Sam whispered under a hand, “Watch it, soldier. Don't let the kid's looking like a greenhorn fool you. He's got a temper like a hot springs geyser. Just take a gander at his gun. See it all notched up like a corncob there?”
The soldier looked at the handle of Ransom's gun, then at Ransom's hand.
“By the way,” Sam said, “is the Army gonna keep us out of the Black Hills?”
“I don't know.”
Ransom poured what was left of his drink in the soldier's glass.
“Hey!”
Sam laughed.
The soldier cried, “Who said you could throw your swill into my glass?”
Again Sam laughed. “Consider it a compliment, friend.”
They strolled out onto the moiling street again.
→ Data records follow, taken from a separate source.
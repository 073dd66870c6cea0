//! Rating handlers
//!
//! Endpoints for submitting, removing and listing one entity's ratings.

use axum::{
    extract::{Path, State},
    http::StatusCode,
    Json,
};
use serde::{Deserialize, Serialize};

use crate::domain::entities::{EntityId, RaterId};
use crate::domain::ports::RatingStore;
use crate::error::AppError;
use crate::AppState;

/// Request body for rating submission
#[derive(Debug, Deserialize)]
pub struct SubmitRatingRequest {
    /// Rater identity
    pub user_id: String,
    pub rating: i32,
}

/// One rating as returned by the list endpoint
#[derive(Debug, Serialize)]
pub struct RatingResponse {
    pub user_id: String,
    pub driver_id: String,
    pub rating: i32,
}

/// POST /drivers/:entity_id/ratings
///
/// Create or replace the caller's rating of a driver.
pub async fn submit_rating<S: RatingStore + 'static>(
    State(state): State<AppState<S>>,
    Path(entity_id): Path<String>,
    Json(request): Json<SubmitRatingRequest>,
) -> Result<StatusCode, AppError> {
    if request.user_id.trim().is_empty() {
        return Err(AppError::BadRequest("user_id must not be empty".to_string()));
    }

    state
        .engine
        .submit_rating(
            &EntityId(entity_id),
            &RaterId(request.user_id),
            request.rating,
        )
        .await?;

    Ok(StatusCode::OK)
}

/// DELETE /drivers/:entity_id/ratings/:rater_id
pub async fn remove_rating<S: RatingStore + 'static>(
    State(state): State<AppState<S>>,
    Path((entity_id, rater_id)): Path<(String, String)>,
) -> Result<StatusCode, AppError> {
    state
        .engine
        .remove_rating(&EntityId(entity_id), &RaterId(rater_id))
        .await?;

    Ok(StatusCode::NO_CONTENT)
}

/// GET /drivers/:entity_id/ratings
pub async fn list_ratings<S: RatingStore + 'static>(
    State(state): State<AppState<S>>,
    Path(entity_id): Path<String>,
) -> Result<Json<Vec<RatingResponse>>, AppError> {
    let entity_id = EntityId(entity_id);
    let ratings = state.queries.list_ratings(&entity_id).await?;

    Ok(Json(
        ratings
            .into_iter()
            .map(|r| RatingResponse {
                user_id: r.rater_id.0,
                driver_id: entity_id.0.clone(),
                rating: r.value,
            })
            .collect(),
    ))
}
use sea_orm::entity::prelude::*;

#[derive(Clone, Debug, PartialEq, Eq, DeriveEntityModel)]
#[sea_orm(table_name = "ratings")]
pub struct Model {
    #[sea_orm(primary_key, auto_increment = false)]
    pub entity_id: String,
    #[sea_orm(primary_key, auto_increment = false)]
    pub rater_id: String,
    pub value: i32,
}

#[derive(Copy, Clone, Debug, EnumIter, DeriveRelation)]
pub enum Relation {}

impl ActiveModelBehavior for ActiveModel {}
//! PostgreSQL adapters
//!
//! Implementation of the storage ports using SeaORM and PostgreSQL.

pub mod rating_store;
pub mod schema;


use sea_orm::DbErr;

use crate::error::DomainError;

pub use rating_store::PostgresRatingStore;
pub use schema::ensure_schema;

/// SQLSTATE fragments that mean "retry the transaction"
const RETRYABLE_MARKERS: [&str; 6] = [
    "could not serialize access",
    "deadlock detected",
    "lock timeout",
    "40001",
    "40P01",
    "55P03",
];

/// Map a SeaORM error onto the domain, separating retryable serialization
/// failures from everything else.
pub(crate) fn map_db_err(err: DbErr) -> DomainError {
    let message = err.to_string();
    if RETRYABLE_MARKERS.iter().any(|m| message.contains(m)) {
        DomainError::Conflict(message)
    } else {
        DomainError::Database(message)
    }
}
Eyes worked at winking away floating specks of dust.
“It's getting on,” Sam said, “and my one-eyed Kate waits. Let's head in and see what she's got for us at her hog ranch.”
“I'm not interested in a whore the first time.”
Sam laughed Ransom down. “But you are the second time, eh?”
“Not ever.” Ransom stepped over a steaming batch of fresh horse biscuits.
“Boy, where in tarnation did you ever get such an idee, hey?”
“I wish I knew myself. Because otherwise I've got as much of a hot for a woman as you have.” Ransom let his heels hit the plank walk in a slow measured fall.
“You sound like you wanna get married bad.”
“I do.”
Sam chewed on the tips of his mustache. “Hum.”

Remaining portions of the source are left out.